So here it is: the big resolutions post. I’m sort of a week late, but whatever. As I said in a previous post, I usually don’t make resolutions, so simply writing them down and posting them here is a big step in itself. I’m sure y’all won’t be interested in a lot of this, so don’t feel bad. I believe that resolutions are for yourself and not anyone else. They’re for holding oneself accountable, and I have only me to let down. I also don’t look at them as pass/fail. Call it a cop out, but I believe that with self-improvement, every little bit counts.
Love My Body. I promise to show my body more love in 2010 by eating better, moving more, and making healthier choices. I'm exhausted hearing people obsess, talk about and fret over weight, so I personally refuse to make a weight loss goal – I’ve struggled with loving myself at any weight for about 3 years now, and I’m giving myself permission to fall in love with Brooke for who she is with the promise of taking better care of her. I think that with self-love will come a better physique as I make healthier choices consistently and see the benefits of those choices. Sure I’d love to go down a size or two, but my focus with this goal truly is self-acceptance and appreciation.
Love My Man. I admit I lose patience sometimes with everyone. The one person who never deserves it is my husband. He’s always patient and kind and I need to be more mindful of taking the same care with him. I’m not saying I’m a raging bitch all the time, but I have my moments. I resolve to take time to speak with love and compassion and to show Dan how much I appreciate and adore him. I promise to take greater pleasure in the time we spend together and appreciate the little things more.
Love My Mind.

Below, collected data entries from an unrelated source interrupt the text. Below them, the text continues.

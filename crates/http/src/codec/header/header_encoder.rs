//! HTTP header encoder implementation for serializing HTTP response headers
//!
//! Writes the status line and every header field of a response. The Content-Length header is
//! always derived from the body that follows, overriding whatever the handler set.

use crate::protocol::SendError;

use bytes::{BufMut, BytesMut};

use http::response::Parts;
use http::{HeaderValue, Version, header};
use std::io;
use std::io::Write;
use tokio_util::codec::Encoder;
use tracing::error;

/// Initial buffer size allocated for header serialization
const INIT_HEADER_SIZE: usize = 1024;

/// Encoder for HTTP response headers implementing the [`Encoder`] trait.
///
/// Encodes the response [`Parts`] together with the exact length of the body.
#[derive(Debug, Default, Clone, Copy)]
pub struct HeaderEncoder;

impl Encoder<(Parts, usize)> for HeaderEncoder {
    type Error = SendError;

    /// Encodes HTTP response headers into the provided bytes buffer.
    ///
    /// # Errors
    ///
    /// Returns error if:
    /// - the response version is neither HTTP/1.0 nor HTTP/1.1
    /// - writing to the buffer fails
    fn encode(&mut self, item: (Parts, usize), dst: &mut BytesMut) -> Result<(), Self::Error> {
        let (mut parts, body_length) = item;

        dst.reserve(INIT_HEADER_SIZE);
        match parts.version {
            // responses are always HTTP/1.1, a 1.0 client understands them
            Version::HTTP_10 | Version::HTTP_11 => {
                write!(
                    FastWrite(dst),
                    "HTTP/1.1 {} {}\r\n",
                    parts.status.as_str(),
                    parts.status.canonical_reason().unwrap_or("Unknown")
                )?;
            }
            v => {
                error!(http_version = ?v, "unsupported http version");
                return Err(SendError::invalid_response(format!("unsupported http version {v:?}")));
            }
        }

        parts.headers.insert(header::CONTENT_LENGTH, HeaderValue::from(body_length));

        for (header_name, header_value) in parts.headers.iter() {
            dst.put_slice(header_name.as_ref());
            dst.put_slice(b": ");
            dst.put_slice(header_value.as_ref());
            dst.put_slice(b"\r\n");
        }
        dst.put_slice(b"\r\n");
        Ok(())
    }
}

/// Writer over `BytesMut`, the space has been reserved up front.
struct FastWrite<'a>(&'a mut BytesMut);

impl Write for FastWrite<'_> {
    fn write(&mut self, buf: &[u8]) -> io::Result<usize> {
        self.0.put_slice(buf);
        Ok(buf.len())
    }

    fn flush(&mut self) -> io::Result<()> {
        Ok(())
    }
}

#[cfg(test)]
mod tests {
    use super::*;
    use http::{Response, StatusCode};

    fn encode(response: Response<()>, body_length: usize) -> String {
        let (parts, _) = response.into_parts();
        let mut dst = BytesMut::new();
        HeaderEncoder.encode((parts, body_length), &mut dst).unwrap();
        String::from_utf8(dst.to_vec()).unwrap()
    }

    #[test]
    fn status_line_and_length() {
        let response = Response::builder().status(StatusCode::NOT_ACCEPTABLE).header("content-type", "text/html").body(()).unwrap();

        let encoded = encode(response, 31);
        assert!(encoded.starts_with("HTTP/1.1 406 Not Acceptable\r\n"));
        assert!(encoded.contains("content-type: text/html\r\n"));
        assert!(encoded.contains("content-length: 31\r\n"));
        assert!(encoded.ends_with("\r\n\r\n"));
    }

    #[test]
    fn handler_content_length_is_overridden() {
        let response = Response::builder().header("content-length", "100").body(()).unwrap();

        let encoded = encode(response, 0);
        assert!(encoded.contains("content-length: 0\r\n"));
        assert!(!encoded.contains("100"));
    }

    #[test]
    fn http2_response_is_rejected() {
        let (parts, _) = Response::builder().version(Version::HTTP_2).body(()).unwrap().into_parts();
        let mut dst = BytesMut::new();
        assert!(HeaderEncoder.encode((parts, 0), &mut dst).is_err());
    }
}
//! Core HTTP protocol types shared by the codec, the connection loop and handlers.
//!
//! - **Message handling** ([`Message`], [`PayloadItem`], [`PayloadSize`]): what the request
//!   decoder yields, either a parsed header or a piece of the payload stream
//! - **Request headers** ([`RequestHeader`]): a thin wrapper over `http::Request<()>`
//! - **Errors** ([`HttpError`], [`ParseError`], [`SendError`], [`RecvError`])

mod message;
pub use message::Message;
pub use message::PayloadItem;
pub use message::PayloadSize;
pub use message::RequestMessage;

mod request;
pub use request::RequestHeader;

mod error;
pub use error::HttpError;
pub use error::ParseError;
pub use error::RecvError;
pub use error::SendError;
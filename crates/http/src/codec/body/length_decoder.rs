//! Decoder for request bodies framed by a Content-Length header, see
//! [RFC 9112 Section 6.2](https://www.rfc-editor.org/rfc/rfc9112#section-6.2).

use std::cmp;

use crate::protocol::{ParseError, PayloadItem};
use bytes::BytesMut;
use tokio_util::codec::Decoder;

/// Hands out at most `length` bytes, then the EOF marker.
#[derive(Debug, Clone, PartialEq, Eq)]
pub struct LengthDecoder {
    /// The number of bytes remaining to be read from the payload
    length: u64,
}

impl LengthDecoder {
    pub fn new(length: u64) -> Self {
        Self { length }
    }
}

impl Decoder for LengthDecoder {
    type Item = PayloadItem;
    type Error = ParseError;

    fn decode(&mut self, src: &mut BytesMut) -> Result<Option<Self::Item>, Self::Error> {
        if self.length == 0 {
            return Ok(Some(PayloadItem::Eof));
        }

        if src.is_empty() {
            return Ok(None);
        }

        // never read past the body, the rest of the buffer is the next request
        let len = cmp::min(self.length, src.len() as u64);
        let bytes = src.split_to(len as usize).freeze();

        self.length -= bytes.len() as u64;
        Ok(Some(PayloadItem::Chunk(bytes)))
    }
}
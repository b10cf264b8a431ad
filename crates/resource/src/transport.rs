//! The seam between the registry and the route table it keeps in lock-step with the store.

use std::sync::Arc;

use http::Method;
use micro_httpd::HttpdError;
use micro_httpd::handler::Handler;
use micro_httpd::routes::Routes;

/// Route registration as the registry needs it.
#[cfg_attr(test, mockall::automock)]
pub trait Transport: Send + Sync {
    fn register(&self, uri: &str, method: Method, handler: Arc<dyn Handler>) -> Result<(), HttpdError>;

    fn unregister(&self, uri: &str, method: &Method) -> Result<(), HttpdError>;

    fn unregister_uri(&self, uri: &str) -> Result<(), HttpdError>;
}

impl Transport for Routes {
    fn register(&self, uri: &str, method: Method, handler: Arc<dyn Handler>) -> Result<(), HttpdError> {
        Routes::register(self, uri, method, handler)
    }

    fn unregister(&self, uri: &str, method: &Method) -> Result<(), HttpdError> {
        Routes::unregister(self, uri, method)
    }

    fn unregister_uri(&self, uri: &str) -> Result<(), HttpdError> {
        Routes::unregister_uri(self, uri)
    }
}
//! Hand-off of resource callbacks from the network tasks to a dedicated consumer thread.
//!
//! The dispatcher never runs user code itself: it enqueues a [`CallbackMessage`] without
//! waiting and returns to the client. A single thread named `resource-callback` dequeues the
//! messages and invokes each callback with `(uri, method, body)`. The queue is bounded; a
//! message that does not fit is dropped with a warning.

use std::fmt;
use std::io;
use std::panic::{AssertUnwindSafe, catch_unwind};
use std::sync::Arc;
use std::thread::{self, JoinHandle};

use bytes::Bytes;
use http::Method;
use parking_lot::Mutex;
use tokio::sync::mpsc;
use tokio::sync::mpsc::error::TrySendError;
use tracing::{debug, error, info, warn};

const THREAD_NAME: &str = "resource-callback";

/// User code notified about requests to a resource.
///
/// Runs on the relay thread, so it may block without stalling request handling.
pub trait ResourceCallback: Send + Sync + 'static {
    fn call(&self, uri: &str, method: &Method, body: &Bytes);
}

impl<F> ResourceCallback for F
where
    F: Fn(&str, &Method, &Bytes) + Send + Sync + 'static,
{
    fn call(&self, uri: &str, method: &Method, body: &Bytes) {
        self(uri, method, body);
    }
}

/// One pending callback invocation.
pub struct CallbackMessage {
    callback: Arc<dyn ResourceCallback>,
    uri: Arc<str>,
    method: Method,
    body: Bytes,
}

impl fmt::Debug for CallbackMessage {
    fn fmt(&self, f: &mut fmt::Formatter<'_>) -> fmt::Result {
        f.debug_struct("CallbackMessage").field("uri", &self.uri).field("method", &self.method).field("body_len", &self.body.len()).finish()
    }
}

impl CallbackMessage {
    pub fn new(callback: Arc<dyn ResourceCallback>, uri: Arc<str>, method: Method, body: Bytes) -> Self {
        Self { callback, uri, method, body }
    }

    fn deliver(self) {
        let CallbackMessage { callback, uri, method, body } = self;
        debug!(uri = %uri, %method, body_len = body.len(), "invoking resource callback");

        if catch_unwind(AssertUnwindSafe(|| callback.call(&uri, &method, &body))).is_err() {
            error!(uri = %uri, %method, "resource callback panicked");
        }
    }
}

enum Command {
    Invoke(CallbackMessage),
    Shutdown,
}

pub struct CallbackRelay {
    sender: mpsc::Sender<Command>,
    worker: Mutex<Option<JoinHandle<()>>>,
}

impl fmt::Debug for CallbackRelay {
    fn fmt(&self, f: &mut fmt::Formatter<'_>) -> fmt::Result {
        f.debug_struct("CallbackRelay").field("capacity", &self.sender.max_capacity()).field("closed", &self.sender.is_closed()).finish()
    }
}

impl CallbackRelay {
    /// Spawns the consumer thread with a queue of `capacity` messages.
    ///
    /// # Panics
    ///
    /// Panics if `capacity` is zero.
    pub fn start(capacity: usize) -> io::Result<Self> {
        let (sender, receiver) = mpsc::channel(capacity);
        let worker = thread::Builder::new().name(THREAD_NAME.to_owned()).spawn(move || consume(receiver))?;

        info!(capacity, "callback relay started");
        Ok(Self { sender, worker: Mutex::new(Some(worker)) })
    }

    /// Enqueues `message` without waiting, returns whether it was accepted.
    pub fn hand_off(&self, message: CallbackMessage) -> bool {
        match self.sender.try_send(Command::Invoke(message)) {
            Ok(()) => true,
            Err(TrySendError::Full(Command::Invoke(message))) => {
                warn!(uri = %message.uri, method = %message.method, "callback relay is full, dropping callback");
                false
            }
            Err(TrySendError::Closed(_) | TrySendError::Full(Command::Shutdown)) => {
                warn!("callback relay is stopped, dropping callback");
                false
            }
        }
    }

    /// Delivers everything already queued, then stops the consumer thread.
    ///
    /// Calling it again is a no-op.
    pub async fn shutdown(&self) {
        let Some(worker) = self.worker.lock().take() else {
            return;
        };

        if self.sender.send(Command::Shutdown).await.is_err() {
            debug!("callback relay consumer already gone");
        }

        match tokio::task::spawn_blocking(move || worker.join()).await {
            Ok(Ok(())) => info!("callback relay stopped"),
            Ok(Err(_panic)) => error!("callback relay thread panicked"),
            Err(e) => error!(cause = %e, "can't join callback relay thread"),
        }
    }
}

fn consume(mut receiver: mpsc::Receiver<Command>) {
    while let Some(command) = receiver.blocking_recv() {
        match command {
            Command::Invoke(message) => message.deliver(),
            Command::Shutdown => break,
        }
    }
    debug!("callback relay consumer finished");
}
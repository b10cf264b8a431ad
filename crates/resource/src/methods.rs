//! The method bitmask used for callback binding: GET=1, PUT=2, POST=4, DELETE=8.

use std::fmt;
use std::ops::{BitOr, BitOrAssign};

use http::Method;

#[derive(Clone, Copy, PartialEq, Eq, Hash, Default)]
pub struct Methods(u8);

impl Methods {
    pub const NONE: Methods = Methods(0);
    pub const GET: Methods = Methods(1);
    pub const PUT: Methods = Methods(2);
    pub const POST: Methods = Methods(4);
    pub const DELETE: Methods = Methods(8);
    pub const ALL: Methods = Methods(0x0f);

    const TABLE: [(Methods, Method); 4] =
        [(Methods::GET, Method::GET), (Methods::PUT, Method::PUT), (Methods::POST, Method::POST), (Methods::DELETE, Method::DELETE)];

    /// Builds a mask from raw bits, `None` if any bit outside [`Methods::ALL`] is set.
    pub const fn from_bits(bits: u8) -> Option<Self> {
        if bits & !Self::ALL.0 == 0 { Some(Methods(bits)) } else { None }
    }

    pub const fn bits(self) -> u8 {
        self.0
    }

    /// The single-method mask for `method`, `None` for methods outside the mask.
    pub fn from_method(method: &Method) -> Option<Self> {
        Self::TABLE.iter().find(|(_, candidate)| candidate == method).map(|(mask, _)| *mask)
    }

    pub const fn is_empty(self) -> bool {
        self.0 == 0
    }

    pub const fn contains(self, other: Methods) -> bool {
        self.0 & other.0 == other.0
    }

    pub const fn intersects(self, other: Methods) -> bool {
        self.0 & other.0 != 0
    }

    #[must_use]
    pub const fn union(self, other: Methods) -> Methods {
        Methods(self.0 | other.0)
    }

    #[must_use]
    pub const fn intersection(self, other: Methods) -> Methods {
        Methods(self.0 & other.0)
    }

    #[must_use]
    pub const fn difference(self, other: Methods) -> Methods {
        Methods(self.0 & !other.0)
    }

    /// The HTTP methods in this mask, in GET, PUT, POST, DELETE order.
    pub fn iter(self) -> impl Iterator<Item = Method> {
        Self::TABLE.into_iter().filter(move |(mask, _)| self.contains(*mask)).map(|(_, method)| method)
    }
}

impl BitOr for Methods {
    type Output = Methods;

    fn bitor(self, rhs: Methods) -> Methods {
        self.union(rhs)
    }
}

impl BitOrAssign for Methods {
    fn bitor_assign(&mut self, rhs: Methods) {
        *self = self.union(rhs);
    }
}

impl fmt::Debug for Methods {
    fn fmt(&self, f: &mut fmt::Formatter<'_>) -> fmt::Result {
        f.debug_set().entries(self.iter()).finish()
    }
}
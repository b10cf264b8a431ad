//! Utility macros used internally by the transport.

/// Returns early with an error if a condition is not met.
///
/// Like `assert!`, but returns `Err($error)` instead of panicking.
///
/// ```ignore
/// ensure!(uri.starts_with('/'), HttpdError::invalid_uri(uri));
/// ```
macro_rules! ensure {
    ($predicate:expr, $error:expr) => {
        if !$predicate {
            return Err($error);
        }
    };
}

pub(crate) use ensure;
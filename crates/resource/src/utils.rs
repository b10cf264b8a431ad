/// Returns `Err($error)` unless `$predicate` holds.
macro_rules! ensure {
    ($predicate:expr, $error:expr) => {
        if !$predicate {
            return Err($error);
        }
    };
}

pub(crate) use ensure;
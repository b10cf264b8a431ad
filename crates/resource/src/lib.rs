//! Uri addressable values served over HTTP
//!
//! `micro-resource` keeps a dynamic set of named values ("resources") and serves them with
//! [`micro_httpd`]: a GET returns the current value with the resource's media type, a POST
//! replaces it. User code can be notified about requests through callbacks that run on a
//! dedicated thread, so slow handling never stalls the network side.
//!
//! # Example
//!
//! ```no_run
//! use std::error::Error;
//!
//! use bytes::Bytes;
//! use http::Method;
//! use micro_resource::{MediaType, Methods, ResourceServer};
//!
//! #[tokio::main]
//! async fn main() -> Result<(), Box<dyn Error>> {
//!     let server = ResourceServer::default();
//!     server.init(8080, None, None).await?;
//!
//!     let temperature = server.add_resource("/temperature", Some("21.5".into()), Some(MediaType::Plain))?;
//!     temperature.bind_callback(Methods::POST, |uri: &str, method: &Method, body: &Bytes| {
//!         println!("{method} {uri}: {body:?}");
//!     })?;
//!
//!     tokio::signal::ctrl_c().await?;
//!     server.shutdown().await?;
//!     Ok(())
//! }
//! ```
//!
//! # Architecture
//!
//! - [`store`]: the resources of a running server, keyed by uri
//! - [`media_type`]: the media type table and content negotiation
//! - [`dispatcher`]: the handler behind every resource route
//! - [`relay`]: hand-off of callbacks to the consumer thread
//! - [`registry`]: keeps the store and the route table in lock-step
//! - [`server`]: init and shutdown of the whole stack, resource handles

pub mod config;
pub mod dispatcher;
pub mod error;
pub mod media_type;
pub mod methods;
pub mod registry;
pub mod relay;
pub mod server;
pub mod store;
pub mod transport;
pub mod value;

mod utils;
pub(crate) use utils::ensure;

pub use config::ServerConfig;
pub use error::ServerError;
pub use media_type::MediaType;
pub use methods::Methods;
pub use relay::ResourceCallback;
pub use server::{ResourceHandle, ResourceServer};
pub use value::{IntegerEncoding, ResourceValue};
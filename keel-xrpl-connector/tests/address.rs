use anyhow::Result;
use keel_xrpl_connector::address::{resolve_signing_address, Address, ACCOUNT_ID_LEN};
use keel_xrpl_connector::error::AddressError;

const GENESIS_PUBLIC_KEY: &str =
    "0330E7FC9D56BB25D6893BA3F317AE5BCF33B3291BD63DB32654A313222F7FD020";
const GENESIS_ADDRESS: &str = "rHb9CJAWyB4rj91VRWn96DkukG4bwdtyTh";

/// Check-encodes `payload` under `version` with the ledger alphabet.
fn encode_with_version(payload: &[u8], version: u8) -> String {
    bs58::encode(payload)
        .with_alphabet(bs58::Alphabet::RIPPLE)
        .with_check_version(version)
        .into_string()
}

#[test]
fn test_derives_address_from_public_key() -> Result<()> {
    let public_key = hex::decode(GENESIS_PUBLIC_KEY)?;
    let address = Address::from_public_key(&public_key);

    assert_eq!(address.as_str(), GENESIS_ADDRESS);
    assert_eq!(address.account_id().len(), ACCOUNT_ID_LEN);

    println!("✅ Test passed: public key derives the expected classic address.");
    Ok(())
}

#[test]
fn test_well_known_account_id_encodings() {
    let zero = Address::from_account_id([0u8; ACCOUNT_ID_LEN]);
    assert_eq!(zero.as_str(), "rrrrrrrrrrrrrrrrrrrrrhoLvTp");

    let mut one_id = [0u8; ACCOUNT_ID_LEN];
    one_id[ACCOUNT_ID_LEN - 1] = 1;
    let one = Address::from_account_id(one_id);
    assert_eq!(one.as_str(), "rrrrrrrrrrrrrrrrrrrrBZbvji");
}

#[test]
fn test_parse_roundtrip() -> Result<()> {
    let address: Address = GENESIS_ADDRESS.parse()?;
    assert_eq!(address.to_string(), GENESIS_ADDRESS);

    let rebuilt = Address::from_account_id(*address.account_id());
    assert_eq!(rebuilt, address);
    Ok(())
}

#[test]
fn test_rejects_malformed_input() {
    // Last character changed: still alphabet-valid, checksum broken.
    assert_eq!(
        "rHb9CJAWyB4rj91VRWn96DkukG4bwdtyTr".parse::<Address>(),
        Err(AddressError::Checksum)
    );

    // '0' is not part of the ledger's base58 alphabet.
    assert_eq!("r0".parse::<Address>(), Err(AddressError::Encoding));

    // Too short to even carry a checksum.
    assert_eq!("r".parse::<Address>(), Err(AddressError::Checksum));
}

#[test]
fn test_rejects_wrong_version_byte() {
    // A family-seed style version over an otherwise valid payload.
    let seedish = encode_with_version(&[7u8; 16], 0x21);
    assert_eq!(seedish.parse::<Address>(), Err(AddressError::Version(0x21)));
}

#[test]
fn test_rejects_wrong_payload_length() {
    // The version byte survives decoding, so 19 payload bytes decode to 20.
    let short = encode_with_version(&[7u8; 19], 0);
    assert_eq!(short.parse::<Address>(), Err(AddressError::Length(20)));

    let long = encode_with_version(&[7u8; 21], 0);
    assert_eq!(long.parse::<Address>(), Err(AddressError::Length(22)));
}

#[test]
fn test_is_valid_is_purely_syntactic() {
    assert!(Address::is_valid(GENESIS_ADDRESS));
    assert!(Address::is_valid("rrrrrrrrrrrrrrrrrrrrrhoLvTp"));

    // A family seed shares the alphabet but not the version byte.
    assert!(!Address::is_valid("snoPBrXtMeMyMHUVTgbuqAfg1SUTb"));
    assert!(!Address::is_valid("not an address"));
    assert!(!Address::is_valid(""));
}

#[test]
fn test_resolves_signing_keys_in_both_forms() -> Result<()> {
    // A hex public key resolves through the account-ID derivation.
    let from_key = resolve_signing_address(GENESIS_PUBLIC_KEY)?;
    assert_eq!(from_key.as_str(), GENESIS_ADDRESS);

    // Hex digits are accepted in either case.
    let lowercase = resolve_signing_address(&GENESIS_PUBLIC_KEY.to_lowercase())?;
    assert_eq!(lowercase, from_key);

    // A classic address passes through unchanged.
    let from_address = resolve_signing_address(GENESIS_ADDRESS)?;
    assert_eq!(from_address.as_str(), GENESIS_ADDRESS);

    println!("✅ Test passed: signing keys resolve in both accepted forms.");
    Ok(())
}

#[test]
fn test_resolve_rejects_other_formats() {
    for input in ["", "ABC", "not hex at all", "zz11", "sn0PBrXtMeMyMHUVTgbuqAfg1SUTb"] {
        assert_eq!(
            resolve_signing_address(input),
            Err(AddressError::PublicKeyFormat),
            "input {:?} should be rejected",
            input
        );
    }
}

#[test]
fn test_serializes_as_the_classic_string() -> Result<()> {
    let address: Address = GENESIS_ADDRESS.parse()?;
    let json = serde_json::to_string(&address)?;
    assert_eq!(json, format!("\"{}\"", GENESIS_ADDRESS));

    let back: Address = serde_json::from_str(&json)?;
    assert_eq!(back, address);

    assert!(serde_json::from_str::<Address>("\"rNotAnAddress\"").is_err());
    Ok(())
}
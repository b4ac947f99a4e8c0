//! # Account Events
//!
//! The typed events a tracker delivers to its listeners. Each
//! subscription is opened for exactly one [`EventKind`] and receives
//! only events of that kind, so listeners never filter a firehose.

use crate::entry::AccountEntry;
use crate::gateway::TrustLine;
use crate::meta::TransactionNotification;

/// An event delivered to account listeners.
#[derive(Debug, Clone)]
pub enum AccountEvent {
    /// The cached account entry changed; carries the full updated image.
    Entry(AccountEntry),
    /// A validated transaction touched the account.
    Transaction(TransactionNotification),
    /// A transaction another party sent to the account.
    TransactionInbound(TransactionNotification),
    /// A transaction the account itself sent.
    TransactionOutbound(TransactionNotification),
    /// The trust-line cache was replaced by a fresh fetch.
    Lines(Vec<TrustLine>),
    /// The validated balance changed, in drops.
    Balance(String),
    /// A proposed (not yet validated) balance. Reserved for transports
    /// that feed the proposed stream; the tracker itself never emits it.
    BalanceProposed(String),
}

/// The categories an event subscription can be opened for.
#[derive(Debug, Clone, Copy, PartialEq, Eq, Hash)]
pub enum EventKind {
    Entry,
    Transaction,
    TransactionInbound,
    TransactionOutbound,
    Lines,
    Balance,
    BalanceProposed,
}

impl AccountEvent {
    /// The kind bucket this event is delivered under.
    pub fn kind(&self) -> EventKind {
        match self {
            Self::Entry(_) => EventKind::Entry,
            Self::Transaction(_) => EventKind::Transaction,
            Self::TransactionInbound(_) => EventKind::TransactionInbound,
            Self::TransactionOutbound(_) => EventKind::TransactionOutbound,
            Self::Lines(_) => EventKind::Lines,
            Self::Balance(_) => EventKind::Balance,
            Self::BalanceProposed(_) => EventKind::BalanceProposed,
        }
    }
}

impl EventKind {
    /// Whether listeners of this kind need the node to push account
    /// notifications, and therefore hold the account's subscription
    /// refcount. Only the two primary kinds do; the derived kinds ride
    /// along without counting.
    pub fn requires_subscription(self) -> bool {
        matches!(self, Self::Transaction | Self::Entry)
    }
}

This May, I will finish my Master’s degree in Taxation, and I have the goal of going out with a bang and earning an A in my final course. I will also read more books and exercise my creativity in more arenas than I have in the past. I will have fun with cooking, baking, decorating, crafting, painting, and blogging, all of which will be good for my mind and my soul.
Love My Family. Sometimes I don’t call my family enough. As much as I love my sister, I don’t call her often, and I need to do that. She’s the only sister I’ll ever have, and our bond is important. I don’t talk to my dad all that much either - neither of us are really big phone people - althought I love him dearly. And come to think of it, my grandmas could use some more love to. I think I’m pretty lucky to still have both of my grandmothers alive at my age, especially considering their ages. I resolve to call them all at least once a week and engage in meaningful conversations. As far as my mom goes, we talk pretty often. I promise to continue to work on having more patience when we butt heads and to make sure she knows how much I appreciate our relationship.
Love My Wallet. One of my/our goals is to save money this year. We have so many dreams that I hate to see piddled away because I couldn’t control myself over a pair of shoes and a latte (or shoes and Scratchers for him). Okay, it’s not that bad, but you know what I mean. It’s so easy to think “it’s just a little thing” without realizing that there were 10 “little things” this month and they add up. Being better with money also ties into my other goals. By spending less money eating out and more time cooking at home with my husband, I can love my body, my man, and my wallet. With him now working only one job, saving money will be a new exercise in communication, thereby making us stronger. By saving money, we can afford the bigger things we want that will help us grow as a couple, such as a vacation, a home, and a family. I promise to be more mindful of my purchases, pay off debts, and to work with my husband to set us on a deliberate path that helps us achieve our goals.
Love My Job. Everyone has days when they’re just not in the mood or right frame of mind. Everyone has distractions. I resolve to work harder this year to decrease those days and distractions. Obviously, I’m at my job because I’m valued as an employee and I help the bottom line. Conversely, I have the benefit of a stable job with solid health care, a flexible and understanding boss who’s giving me more responsibility, and a graduate education that’s paid in full. I promise to add more value to my position and to the company and to look for ways to improve myself professionally in 2010.
Love My Pups. To Paisley and Clover I promise to show more patience, to take them to the dog park more often, and to make sure they’re as healthy and as happy as I am able to provide. They're such a joy to both of us, and - though they may be trying - we're lucky to have fairly well-behaved and sweet dogs that just love us to pieces right back.
So those are my goals and ambitions as we bust into this new decade. What are your resolutions?